Ironically, I have noticed that I am actually using the battery less and less as it appears the tablets and phones I use have good battery life. The best use for this bag is when I need a mobile WiFi hotspot because after enabling mobile hotspot on my phone I then plug the phone into the bag and set it to charge, which helps increase the battery life in the phone.
Waterfield Laptop sleeve case
After I bought the Macbook Air I sought a slim case to carry it in, putting the slender Air in a bulky case just didn’t seem right. The Waterfield Laptop sleeve is the case I settled on and I have been really happy with it. The sleeve is actually large enough for me to carry the Macbook Air and an iPad or other slim tablet.
Skooba Design cable stable
Of the cases and bags that I am taking on this trip, I have had the Skooba cable stable the longest. It has several bands and pouches for carrying cables, power adapters, chargers, and more. It zips up nice and fits in a backpack or suitcase. After years of just throwing adapters in a bag I’ve learned that keeping them organized makes everything much more efficient.
Monster Power Outlets To Go
Back when I first started traveling for business I would carry a full size power strip in my suitecase because the hotel rooms I stayed in never seem to have enough power outlets, or they were hidden behind furniture.
Today hotel rooms are much more friendly to travelers with electronics and tend to have plenty of outlets, but the problem is the outlets are often right next to each other and large power adapter bricks tend to cover up some of the outlets. The Monster Power Outlets To-Go fixes the problem by providing four outlets spaced far enough apart to accommodate power adapters.
The one nit I have with the Outlets To-Go is that its has a short power cord because it is designed for use on a table or desk. Don’t buy this if you are looking for an extension cord with a power strip.
I’ve bought the Monster Outlets To-Go several years ago, before just about every device could be charged with a USB cable. Today I might only buy the Moshi Rewind, which looks like a standard power adapter, but has two USB ports and provides 10W of power, which means you can use it to charge two tablets at the same time. If you and your wife both carry a smartphone, rather than packing two power adapters, just pack the Rewind and two USB cables and charge up both phones from one outlet.
HTC Media Link HD
When I orded my HTC One online from AT&T, I was able to take advantage of the offer for a free HTC Media Link HD. The Media Link link provides a wireless HDMI connection between my HTC One and a television that has an HDMI port.
Ironically, while I usually have the latest portable computers, I don’t have the latest television sets and none of my sets in my home have an HDMI port. I am going to take advantage of the hotels I am staying in to check out the Media Link for the first time.
Today I use my smartphone for the majority of the pictures that I take, but I also own a Panasonic Lumix DMC-FZ7. I bought the DMC-FZ7 before we went on our trip to Alaska seven years ago, and while it’s not a DLSR I’ve been happy with it’s 12X optical zoom and picture quality.

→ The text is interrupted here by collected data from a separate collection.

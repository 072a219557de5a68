//! The two run loops: live camera and image folder.

use std::collections::HashSet;
use std::fmt;
use std::fs;
use std::path::{Component, Path, PathBuf};
use std::sync::atomic::{AtomicBool, Ordering};
use std::time::{Duration, Instant};

use anyhow::{Context, Result};
use indicatif::ProgressBar;

use crate::display::{FrameSink, SinkControl};
use crate::frame::restore_size;
use crate::ingest::{CameraSource, ImageFolderSource};
use crate::pipeline::{DepthPipeline, FrameTimings};

/// Suffix appended to the input file stem for saved depth maps.
pub const DEPTH_OUTPUT_SUFFIX: &str = "_depth.png";

const CAMERA_LOG_INTERVAL: u64 = 100;

// -------------------- Benchmark statistics --------------------

/// Min / max / total of one stage across frames.
#[derive(Clone, Copy, Debug, Default, PartialEq, Eq)]
pub struct StageStats {
    pub total: Duration,
    pub min: Option<Duration>,
    pub max: Option<Duration>,
}

impl StageStats {
    fn record(&mut self, sample: Duration) {
        self.total += sample;
        self.min = Some(self.min.map_or(sample, |m| m.min(sample)));
        self.max = Some(self.max.map_or(sample, |m| m.max(sample)));
    }

    pub fn mean(&self, count: u64) -> Duration {
        if count == 0 {
            return Duration::ZERO;
        }
        self.total / count as u32
    }
}

/// Aggregated timings of a run.
#[derive(Clone, Debug, Default)]
pub struct BenchStats {
    pub frames: u64,
    /// Inputs that could not be decoded.
    pub skipped: u64,
    pub preprocess: StageStats,
    pub inference: StageStats,
    pub postprocess: StageStats,
    pub wall: Duration,
    /// Depth maps written to disk, each path listed once.
    pub outputs: Vec<PathBuf>,
}

impl BenchStats {
    pub fn record(&mut self, timings: &FrameTimings) {
        self.frames += 1;
        self.preprocess.record(timings.preprocess);
        self.inference.record(timings.inference);
        self.postprocess.record(timings.postprocess);
    }

    /// Frames per second over the whole run, including display and I/O.
    pub fn fps(&self) -> f64 {
        let secs = self.wall.as_secs_f64();
        if secs <= 0.0 {
            0.0
        } else {
            self.frames as f64 / secs
        }
    }
}

impl fmt::Display for BenchStats {
    fn fmt(&self, f: &mut fmt::Formatter<'_>) -> fmt::Result {
        writeln!(f, "  frames processed: {}", self.frames)?;
        if self.skipped > 0 {
            writeln!(f, "  inputs skipped: {}", self.skipped)?;
        }
        for (name, stage) in [
            ("preprocess", &self.preprocess),
            ("inference", &self.inference),
            ("postprocess", &self.postprocess),
        ] {
            writeln!(
                f,
                "  {:<12} mean {:>8.2} ms  min {:>8.2} ms  max {:>8.2} ms",
                name,
                millis(stage.mean(self.frames)),
                millis(stage.min.unwrap_or_default()),
                millis(stage.max.unwrap_or_default())
            )?;
        }
        write!(f, "  throughput: {:.2} fps", self.fps())
    }
}

fn millis(duration: Duration) -> f64 {
    duration.as_secs_f64() * 1000.0
}

// -------------------- Camera loop --------------------

/// Remembers the last camera health reading and reports only changes.
#[derive(Debug)]
struct HealthWatch {
    healthy: bool,
}

impl HealthWatch {
    fn new() -> Self {
        Self { healthy: true }
    }

    /// Returns the new state when it differs from the previous reading.
    fn update(&mut self, healthy: bool) -> Option<bool> {
        if healthy == self.healthy {
            return None;
        }
        self.healthy = healthy;
        Some(healthy)
    }
}

/// Process camera frames until `stop` is set, the sink asks to stop, or
/// `max_frames` frames were processed.
pub fn run_camera(
    pipeline: &mut DepthPipeline,
    source: &mut CameraSource,
    sink: &mut dyn FrameSink,
    stop: &AtomicBool,
    max_frames: Option<u64>,
) -> Result<BenchStats> {
    source.connect()?;
    let mut stats = BenchStats::default();
    let started = Instant::now();
    let mut health = HealthWatch::new();

    while !stop.load(Ordering::SeqCst) {
        if max_frames.is_some_and(|max| stats.frames >= max) {
            break;
        }
        let frame = source.next_frame()?;
        let processed = pipeline.process(&frame)?;
        stats.record(&processed.timings);

        if stats.frames % CAMERA_LOG_INTERVAL == 0 {
            log::info!(
                "camera: {} frames, mean inference {:.2} ms",
                stats.frames,
                millis(stats.inference.mean(stats.frames))
            );
        }
        match health.update(source.is_healthy()) {
            Some(false) => log::warn!("camera {} reports unhealthy", source.stats().device),
            Some(true) => log::info!("camera {} recovered", source.stats().device),
            None => {}
        }
        if sink.show(&processed.composed)? == SinkControl::Stop {
            break;
        }
    }

    stats.wall = started.elapsed();
    Ok(stats)
}

// -------------------- Image folder loop --------------------

/// Output path for the depth map of `input`: `<output_folder>/<stem>_depth.png`.
pub fn depth_output_path(input: &Path, output_folder: &Path) -> PathBuf {
    let stem = input
        .file_stem()
        .map(|s| s.to_string_lossy().into_owned())
        .unwrap_or_else(|| "image".to_string());
    output_folder.join(format!("{stem}{DEPTH_OUTPUT_SUFFIX}"))
}

/// Output path that also encodes the folders between `input_folder` and
/// `input`: `a/b/x.png` becomes `<output_folder>/a_b_x_depth.png`.
pub fn nested_depth_output_path(input: &Path, input_folder: &Path, output_folder: &Path) -> PathBuf {
    let relative = input.strip_prefix(input_folder).unwrap_or(input);
    let mut parts: Vec<String> = relative
        .parent()
        .into_iter()
        .flat_map(Path::components)
        .filter_map(|component| match component {
            Component::Normal(part) => Some(part.to_string_lossy().into_owned()),
            _ => None,
        })
        .collect();
    parts.push(
        input
            .file_stem()
            .map(|s| s.to_string_lossy().into_owned())
            .unwrap_or_else(|| "image".to_string()),
    );
    output_folder.join(format!("{}{DEPTH_OUTPUT_SUFFIX}", parts.join("_")))
}

/// Pick an output path not yet written in this run. Falls back to the nested
/// name when the plain `<stem>_depth.png` is taken; `None` if both are.
fn claim_output_path(
    input: &Path,
    input_folder: &Path,
    output_folder: &Path,
    written: &mut HashSet<PathBuf>,
) -> Option<PathBuf> {
    let plain = depth_output_path(input, output_folder);
    if written.insert(plain.clone()) {
        return Some(plain);
    }
    let nested = nested_depth_output_path(input, input_folder, output_folder);
    log::warn!(
        "'{}' collides with an earlier output, writing '{}' instead",
        plain.display(),
        nested.display()
    );
    written.insert(nested.clone()).then_some(nested)
}

/// Process every image below `input_folder`.
///
/// A missing input folder is logged and yields empty statistics. Images that
/// fail to decode are skipped. Each depth map is scaled back to the size of
/// its source image before it is written. Images in different subfolders
/// that share a stem get folder-prefixed output names.
pub fn run_images(
    pipeline: &mut DepthPipeline,
    input_folder: &Path,
    output_folder: &Path,
    sink: &mut dyn FrameSink,
    progress: &ProgressBar,
) -> Result<BenchStats> {
    let mut stats = BenchStats::default();
    if !input_folder.is_dir() {
        log::warn!(
            "folder '{}' does not exist, nothing to process",
            input_folder.display()
        );
        return Ok(stats);
    }

    let source = ImageFolderSource::scan(input_folder)?;
    progress.set_length(source.len() as u64);
    let started = Instant::now();
    let mut written = HashSet::new();

    for item in source {
        let loaded = match item {
            Ok(loaded) => loaded,
            Err(err) => {
                log::warn!("{:#}", err);
                stats.skipped += 1;
                progress.inc(1);
                continue;
            }
        };
        log::info!("Loading image from '{}'", loaded.path.display());
        progress.set_message(loaded.path.display().to_string());

        let processed = pipeline.process(&loaded.frame)?;
        stats.record(&processed.timings);
        let control = sink.show(&processed.composed)?;

        fs::create_dir_all(output_folder)
            .with_context(|| format!("failed to create {}", output_folder.display()))?;
        match claim_output_path(&loaded.path, input_folder, output_folder, &mut written) {
            Some(output_path) => {
                restore_size(
                    &processed.depth,
                    loaded.frame.width(),
                    loaded.frame.height(),
                )
                .save(&output_path)
                .with_context(|| format!("failed to write {}", output_path.display()))?;
                stats.outputs.push(output_path);
            }
            None => log::warn!(
                "no free output name for '{}', depth map not saved",
                loaded.path.display()
            ),
        }
        progress.inc(1);

        if control == SinkControl::Stop {
            break;
        }
    }

    stats.wall = started.elapsed();
    Ok(stats)
}

#[cfg(test)]
mod tests {
    use super::*;
    use crate::device::Device;
    use crate::display::NullSink;
    use crate::engine::{InferEngine, StubBackend};
    use crate::ingest::CameraConfig;
    use crate::{InputShape, Normalization};

    fn stub_pipeline() -> DepthPipeline {
        let shape = InputShape::aligned(32, 32).unwrap();
        let engine =
            InferEngine::with_backend(Box::new(StubBackend::new(shape)), shape, Device::Cpu)
                .unwrap();
        DepthPipeline::new(engine, Normalization::default())
    }

    struct StopAfter(u64);

    impl FrameSink for StopAfter {
        fn show(&mut self, _composed: &image::RgbImage) -> Result<SinkControl> {
            self.0 = self.0.saturating_sub(1);
            Ok(if self.0 == 0 {
                SinkControl::Stop
            } else {
                SinkControl::Continue
            })
        }
    }

    fn stub_camera() -> CameraSource {
        CameraSource::new(CameraConfig {
            device: "stub://bench".to_string(),
            width: 80,
            height: 60,
            target_fps: 0,
        })
        .unwrap()
    }

    #[test]
    fn output_name_uses_stem_and_suffix() {
        let out = depth_output_path(Path::new("in/sub/room.01.jpg"), Path::new("out"));
        assert_eq!(out, PathBuf::from("out/room.01_depth.png"));
    }

    #[test]
    fn nested_name_joins_folders_below_input() {
        let out = nested_depth_output_path(
            Path::new("in/a/b/x.png"),
            Path::new("in"),
            Path::new("out"),
        );
        assert_eq!(out, PathBuf::from("out/a_b_x_depth.png"));
        let out = nested_depth_output_path(Path::new("in/x.png"), Path::new("in"), Path::new("out"));
        assert_eq!(out, PathBuf::from("out/x_depth.png"));
    }

    #[test]
    fn claimed_names_never_repeat() {
        let mut written = HashSet::new();
        let (input, output) = (Path::new("in"), Path::new("out"));
        assert_eq!(
            claim_output_path(Path::new("in/a/x.png"), input, output, &mut written),
            Some(PathBuf::from("out/x_depth.png"))
        );
        assert_eq!(
            claim_output_path(Path::new("in/b/x.jpg"), input, output, &mut written),
            Some(PathBuf::from("out/b_x_depth.png"))
        );
        assert_eq!(
            claim_output_path(Path::new("in/b/x.png"), input, output, &mut written),
            None
        );
    }

    #[test]
    fn health_watch_reports_transitions_once() {
        let mut health = HealthWatch::new();
        assert_eq!(health.update(true), None);
        assert_eq!(health.update(false), Some(false));
        assert_eq!(health.update(false), None);
        assert_eq!(health.update(false), None);
        assert_eq!(health.update(true), Some(true));
        assert_eq!(health.update(true), None);
    }

    #[test]
    fn camera_loop_honours_frame_limit() -> Result<()> {
        let mut pipeline = stub_pipeline();
        let mut camera = stub_camera();
        let stop = AtomicBool::new(false);
        let stats = run_camera(&mut pipeline, &mut camera, &mut NullSink, &stop, Some(3))?;
        assert_eq!(stats.frames, 3);
        assert!(stats.inference.min <= stats.inference.max);
        Ok(())
    }

    #[test]
    fn camera_loop_stops_on_sink_request_or_flag() -> Result<()> {
        let mut pipeline = stub_pipeline();
        let mut camera = stub_camera();
        let stop = AtomicBool::new(false);
        let stats = run_camera(&mut pipeline, &mut camera, &mut StopAfter(2), &stop, None)?;
        assert_eq!(stats.frames, 2);

        stop.store(true, Ordering::SeqCst);
        let stats = run_camera(&mut pipeline, &mut camera, &mut NullSink, &stop, None)?;
        assert_eq!(stats.frames, 0);
        Ok(())
    }

    #[test]
    fn missing_folder_yields_empty_stats() -> Result<()> {
        let dir = tempfile::tempdir()?;
        let mut pipeline = stub_pipeline();
        let stats = run_images(
            &mut pipeline,
            &dir.path().join("absent"),
            &dir.path().join("out"),
            &mut NullSink,
            &ProgressBar::hidden(),
        )?;
        assert_eq!(stats.frames, 0);
        assert!(!dir.path().join("out").exists());
        Ok(())
    }

    #[test]
    fn stats_summary_lists_stages() {
        let mut stats = BenchStats::default();
        stats.record(&FrameTimings {
            preprocess: Duration::from_millis(2),
            inference: Duration::from_millis(10),
            postprocess: Duration::from_millis(4),
        });
        stats.record(&FrameTimings {
            preprocess: Duration::from_millis(4),
            inference: Duration::from_millis(20),
            postprocess: Duration::from_millis(2),
        });
        stats.wall = Duration::from_secs(1);

        assert_eq!(stats.inference.mean(stats.frames), Duration::from_millis(15));
        assert_eq!(stats.inference.min, Some(Duration::from_millis(10)));
        assert_eq!(stats.postprocess.max, Some(Duration::from_millis(4)));
        assert!((stats.fps() - 2.0).abs() < 1e-9);
        let summary = stats.to_string();
        assert!(summary.contains("frames processed: 2"));
        assert!(summary.contains("inference"));
    }
}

The amount of traveling I do for business has decreased significantly over the last ten years, so most of my trips today are for leisure. Back ten years ago when I traveled by car to visit my family it could easily take me three or four trips to carry all my gear from the car to the hotel room, today at most I make two trips and often I can carry everything in one trip.
A big reason why I make fewer trips is that the computers I carry today are much smaller and have much smaller power adapters. Wireless Internet access, either by WiFi or mobile Internet is pretty pervasive, so I no longer have to carry Ethernet cables and switches. I used to pack a full size Linksys WiFi access point to connect to the hotel Ethernet and provide wireless access for my wife and myself.
I am pretty confident that on this trip I’ll have all the computing power, connectivity, and entertainment that I could want.